Dos taxis esperan en la parada, frente al Gobierno Civil. Los taxistas charlan sentados en el estribo, con sus gorras de visera de hule, sus chaquetas de un azul marino desvaído y sus bolsillos desfondados.
Pasan camino del mercado algunas viejas friolentas, envueltas en sus tocas negras de lana; el cenacho de la compra, bajo el brazo.
Madrugan para hurgar en el montón de los desperdicios del mercado en busca de una fruta agusanada pero todavía aprovechable, de un troncho de lechuga, de unas hojas de espinaca desechadas por mustias.
La puerta principal del edificio de Correos, vecino de la catedral, está adornada con un escudo republicano, con su corona mural, que pasará inadvertido durante todo el franquismo. En la escalinata charlan un militar, un cura gordo, ataviado con teja y manteo, y un paisano que viste pantalón caqui, botas de montar y camisa azul de Falange, con la boina roja enrollada en la hombrera izquierda: Ejército, Iglesia y Falange, las tres columnas en las que se sostiene la Nueva España, como llaman al régimen nacido de la Victoria.
La calle se va animando. Dos novedades llaman la atención del observador: el adelgazamiento de la población, que sale de la guerra con déficit alimenticio, y el torpe aliño indumentario de los transeúntes, al menos de los pertenecientes al bando de los vencidos: pantalones con parches de tela de diferente color en la culera y en las rodillas, chaquetas con parches en los codos, trajes dados la vuelta que se delatan porque llevan en el lado derecho los ojales y el bolsillo superior de la chaqueta.
En Madrid encontraréis débiles a vuestros familiares. Llevadle el reconstituyente Laso.
Como consecuencia de la guerra abundan los lutos: un botón de abrigo forrado de tela negra en el ojal de la solapa, un brazalete negro cosido en la manga derecha, un pico negro en la solapa, corbata negra, gorra y blusa negra en los obreros (ahora llamados productores, para soslayar las connotaciones izquierdistas de «obrero»), luto completo, terno y sombrero en los señores acomodados, mujeres de negro, de la cabeza a los pies, y distintos alivios de luto o medio luto, primero prendas grises y, transcurrido un tiempo prudencial, otras blancas con lunares negros…
Tinte de ropa sin planchar a mitad de precio. LUTOS en 24 horas. Tintorería La Esmeralda, plaza del General Mola, 6, Madrid.

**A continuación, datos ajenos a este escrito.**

/// A cursor for character-by-character inline parsing.
///
/// Positions are byte offsets into `s` and always sit on a char boundary.
#[derive(Clone)]
pub struct Cursor<'a> {
    /// The string being parsed.
    pub s: &'a str,
    /// Current byte index into `s`.
    pub i: usize,
}

impl<'a> Cursor<'a> {
    pub fn new(s: &'a str) -> Self {
        Self { s, i: 0 }
    }

    pub fn pos(&self) -> usize {
        self.i
    }

    pub fn eof(&self) -> bool {
        self.i >= self.s.len()
    }

    /// The unconsumed remainder.
    pub fn rest(&self) -> &'a str {
        self.s.get(self.i..).unwrap_or("")
    }

    /// Peeks at the current char without advancing.
    pub fn peek(&self) -> Option<char> {
        self.rest().chars().next()
    }

    /// The char immediately before the cursor.
    pub fn prev(&self) -> Option<char> {
        self.s.get(..self.i).and_then(|head| head.chars().next_back())
    }

    pub fn starts_with(&self, pat: &str) -> bool {
        self.rest().starts_with(pat)
    }

    /// Advances by one char, returning it.
    pub fn bump(&mut self) -> Option<char> {
        let c = self.peek()?;
        self.i += c.len_utf8();
        Some(c)
    }

    /// Advances by `n` bytes. The caller keeps `n` on a char boundary.
    pub fn bump_n(&mut self, n: usize) {
        self.i += n;
    }

    /// Text between two earlier positions.
    pub fn slice(&self, start: usize, end: usize) -> &'a str {
        self.s.get(start..end).unwrap_or("")
    }
}
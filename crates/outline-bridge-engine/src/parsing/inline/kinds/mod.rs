//! # Inline Kinds
//!
//! Delimiter knowledge for each inline construct. The parser asks these types
//! for their markers; it never hardcodes `[[` or `((`.

pub mod emphasis;
pub mod reference;
pub mod url;

pub use emphasis::{Delimiter, Emphasis, EmphasisRole};
pub use reference::{BlockRef, NamedRef, PageRef, Tag};
pub use url::BareUrl;
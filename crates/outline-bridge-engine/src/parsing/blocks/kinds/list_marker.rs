use crate::parsing::blocks::types::{ListType, Task};

/// Leading-whitespace measurement shared by lists and the outline reader.
pub struct Indent;

impl Indent {
    pub const TAB_WIDTH: usize = 2;
    pub const LEVEL_WIDTH: usize = 2;

    /// Columns of leading whitespace and the byte offset where content starts.
    pub fn measure(line: &str) -> (usize, usize) {
        let mut cols = 0;
        let mut bytes = 0;
        for c in line.chars() {
            match c {
                ' ' => cols += 1,
                '\t' => cols += Self::TAB_WIDTH,
                _ => break,
            }
            bytes += 1;
        }
        (cols, bytes)
    }

    /// Nesting level for a column count, rounded down.
    pub fn level(cols: usize) -> usize {
        cols / Self::LEVEL_WIDTH
    }

    /// Drops up to `cols` columns of leading whitespace.
    pub fn strip_columns(line: &str, cols: usize) -> &str {
        let mut seen = 0;
        let mut bytes = 0;
        for c in line.chars() {
            let width = match c {
                ' ' => 1,
                '\t' => Self::TAB_WIDTH,
                _ => break,
            };
            if seen + width > cols {
                break;
            }
            seen += width;
            bytes += 1;
        }
        &line[bytes..]
    }
}

/// A recognised list-item prefix.
#[derive(Debug, Clone, Copy, PartialEq, Eq)]
pub struct ListMarker {
    pub list_type: ListType,
    pub number: Option<u64>,
    /// Byte length of the marker including its trailing space.
    pub len: usize,
}

impl ListMarker {
    pub const BULLETS: [char; 4] = ['-', '*', '•', '+'];

    /// Parses the marker at the start of `s` (indentation already removed).
    pub fn parse(s: &str) -> Option<ListMarker> {
        let first = s.chars().next()?;

        if Self::BULLETS.contains(&first) {
            let after = &s[first.len_utf8()..];
            return Self::spaced(after).then(|| ListMarker {
                list_type: ListType::Bullet,
                number: None,
                len: first.len_utf8() + usize::from(!after.is_empty()),
            });
        }

        let digits = s.chars().take_while(char::is_ascii_digit).count();
        if digits == 0 || digits > 9 {
            return None;
        }
        let after = s[digits..].strip_prefix('.')?;
        let number = s[..digits].parse().ok()?;
        Self::spaced(after).then(|| ListMarker {
            list_type: ListType::Numbered,
            number: Some(number),
            len: digits + 1 + usize::from(!after.is_empty()),
        })
    }

    fn spaced(after: &str) -> bool {
        after.is_empty() || after.starts_with([' ', '\t'])
    }
}

/// `[ ]` / `[x]` at the start of an item's text.
pub struct TaskBox;

impl TaskBox {
    pub const TODO: &'static str = "[ ]";
    pub const DONE: &'static str = "[x]";

    pub fn parse(text: &str) -> (Option<Task>, &str) {
        let task = if text.starts_with(Self::TODO) {
            Some(Task::Todo)
        } else if text.starts_with(Self::DONE) || text.starts_with("[X]") {
            Some(Task::Done)
        } else {
            None
        };
        match task {
            Some(task) => {
                let rest = &text[Self::TODO.len()..];
                if rest.is_empty() || rest.starts_with(' ') {
                    (Some(task), rest.trim_start())
                } else {
                    (None, text)
                }
            }
            None => (None, text),
        }
    }
}

#[cfg(test)]
mod tests {
    use super::*;

    #[test]
    fn tabs_count_as_two_columns() {
        assert_eq!(Indent::measure("\t- x"), (2, 1));
        assert_eq!(Indent::measure("   - x"), (3, 3));
        assert_eq!(Indent::level(3), 1);
        assert_eq!(Indent::level(4), 2);
    }

    #[test]
    fn strip_columns_stops_at_content() {
        assert_eq!(Indent::strip_columns("    code", 2), "  code");
        assert_eq!(Indent::strip_columns(" x", 4), "x");
        assert_eq!(Indent::strip_columns("\tx", 1), "\tx");
    }

    #[test]
    fn bullet_markers() {
        for s in ["- a", "* a", "• a", "+ a"] {
            let marker = ListMarker::parse(s).unwrap();
            assert_eq!(marker.list_type, ListType::Bullet);
            assert_eq!(&s[marker.len..], "a");
        }
    }

    #[test]
    fn numbered_marker_keeps_its_number() {
        let marker = ListMarker::parse("12. twelve").unwrap();
        assert_eq!(marker.list_type, ListType::Numbered);
        assert_eq!(marker.number, Some(12));
        assert_eq!(marker.len, 4);
    }

    #[test]
    fn emphasis_is_not_a_bullet() {
        assert_eq!(ListMarker::parse("*italic*"), None);
        assert_eq!(ListMarker::parse("3.14 is pi"), None);
    }

    #[test]
    fn task_boxes() {
        assert_eq!(TaskBox::parse("[ ] write"), (Some(Task::Todo), "write"));
        assert_eq!(TaskBox::parse("[x] done"), (Some(Task::Done), "done"));
        assert_eq!(TaskBox::parse("[link] x"), (None, "[link] x"));
    }
}
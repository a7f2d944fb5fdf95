use anyhow::{Context, Result};
use clap::{Args, Parser, Subcommand};
use outline_bridge_config::Config;
use outline_bridge_engine::FormatBridge;
use std::{
    io::{self, Read, Write},
    path::{Path, PathBuf},
};

/// Convert chat-message markdown to sanitized HTML or outline text, and
/// outline text back to markdown.
#[derive(Debug, Parser)]
#[command(name = "outline-bridge", version, about)]
struct Cli {
    /// Config file to use instead of ~/.config/outline-bridge/config.toml
    #[arg(long, global = true, value_name = "PATH")]
    config: Option<PathBuf>,

    #[command(subcommand)]
    command: Command,
}

#[derive(Debug, Subcommand)]
enum Command {
    /// Markdown to sanitized HTML
    Html(Input),
    /// Markdown to outline text
    Outline(Input),
    /// Outline text to markdown
    Markdown(Input),
    /// Write the default configuration if none exists yet
    InitConfig,
}

#[derive(Debug, Args)]
struct Input {
    /// File to read; standard input when omitted
    file: Option<PathBuf>,
}

fn main() -> Result<()> {
    env_logger::Builder::new()
        .filter_level(log::LevelFilter::Warn)
        .parse_default_env()
        .init();

    let cli = Cli::parse();
    let config_path = cli
        .config
        .as_deref()
        .map(|path| Config::expand_path(path).unwrap_or_else(|| path.to_path_buf()));

    match &cli.command {
        Command::InitConfig => init_config(config_path.as_deref()),
        Command::Html(input) => {
            convert(config_path.as_deref(), input, FormatBridge::render_to_html)
        }
        Command::Outline(input) => {
            convert(config_path.as_deref(), input, FormatBridge::to_outline_format)
        }
        Command::Markdown(input) => {
            convert(config_path.as_deref(), input, FormatBridge::from_outline_format)
        }
    }
}

fn load_config(config_path: Option<&Path>) -> Result<Config> {
    let loaded = match config_path {
        Some(path) => {
            log::debug!("Config path: {}", path.display());
            Config::load_from_path(path)?
        }
        None => {
            log::debug!("Config path: {}", Config::config_path().display());
            Config::load()?
        }
    };
    Ok(loaded.unwrap_or_else(|| {
        log::debug!("No config file found, using defaults");
        Config::default()
    }))
}

fn convert(
    config_path: Option<&Path>,
    input: &Input,
    operation: fn(&FormatBridge, &str) -> String,
) -> Result<()> {
    let config = load_config(config_path)?;
    let bridge = FormatBridge::new(config.bridge_options());
    let output = operation(&bridge, &read_input(input)?);

    let mut stdout = io::stdout().lock();
    writeln!(stdout, "{output}")?;
    Ok(())
}

fn read_input(input: &Input) -> Result<String> {
    match &input.file {
        Some(path) => std::fs::read_to_string(path)
            .with_context(|| format!("Failed to read {}", path.display())),
        None => {
            let mut text = String::new();
            io::stdin()
                .read_to_string(&mut text)
                .context("Failed to read standard input")?;
            Ok(text)
        }
    }
}

fn init_config(config_path: Option<&Path>) -> Result<()> {
    let target = config_path.map_or_else(Config::config_path, Path::to_path_buf);
    if target.exists() {
        log::warn!("Config already exists at {}", target.display());
        return Ok(());
    }
    match config_path {
        Some(path) => Config::default().save_to_path(path)?,
        None => Config::default().save()?,
    }
    println!("Wrote default config to {}", target.display());
    Ok(())
}
/// Horizontal rules: three or more of one of `-`, `*`, `_`, spaces allowed between.
pub struct Rule;

impl Rule {
    pub const CHARS: [char; 3] = ['-', '*', '_'];
    pub const MARKDOWN: &'static str = "---";

    pub fn matches(line: &str) -> bool {
        let mut chars = line.chars().filter(|c| !c.is_whitespace());
        let Some(first) = chars.next() else {
            return false;
        };
        if !Self::CHARS.contains(&first) {
            return false;
        }
        let mut count = 1;
        for c in chars {
            if c != first {
                return false;
            }
            count += 1;
        }
        count >= 3
    }
}

#[cfg(test)]
mod tests {
    use super::*;

    #[test]
    fn recognises_rules() {
        assert!(Rule::matches("---"));
        assert!(Rule::matches("* * *"));
        assert!(Rule::matches("  _____"));
    }

    #[test]
    fn rejects_non_rules() {
        assert!(!Rule::matches("--"));
        assert!(!Rule::matches("-*-"));
        assert!(!Rule::matches("- item"));
        assert!(!Rule::matches(""));
    }
}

Ambrosio Doblado Anguita arrea su borriquilla cargada de verduras calle Bernabé Soriano arriba, camino del mercado. Se cruza con un antiguo conocido al que lleva años sin ver. Se saludan. El forastero le formula la pregunta normal en estos casos:
—¿Cómo se ha pasado la guerra, Ambrosio?
—¡Pues no se ha pasado mal! —responde el interpelado—. Mi Luis murió en el 37 en el frente de Aragón, a mi Ambrosio le tuvieron que cortar una pierna en Guadalajara, a mi Felisa la dejó preñada un sargento y luego no quiso saber nada. Ahí la tengo con dos mellizos, uno de ellos cieguecito, el pobre, y yo me quedé viudo el año pasado, pero, aparte de eso, no se ha pasado mal
CAPÍTULO 2
Soy un pobre presidiario
En el penal de Ocaña, el antiguo comandante del ejército republicano Emiliano Mascaraque Castillo hace cola para recoger el rancho fuerte del día en la lata de conservas que le sirve de plato: «Un cazo de habas secas cocidas, pocas, huecas por los gusanos que se habían comido el grano y flotaban como náufragos en aquella agua oscura e inmunda, pero que nos veíamos obligados a pasar al estómago si queríamos seguir viviendo […] al principio apartábamos los escarabajitos, pero después, cuando el hambre se hizo apremiante, cerrábamos los ojos y procurando no masticar aquella carne tan tierna engullíamos todo lo que encontrábamos en el cazo».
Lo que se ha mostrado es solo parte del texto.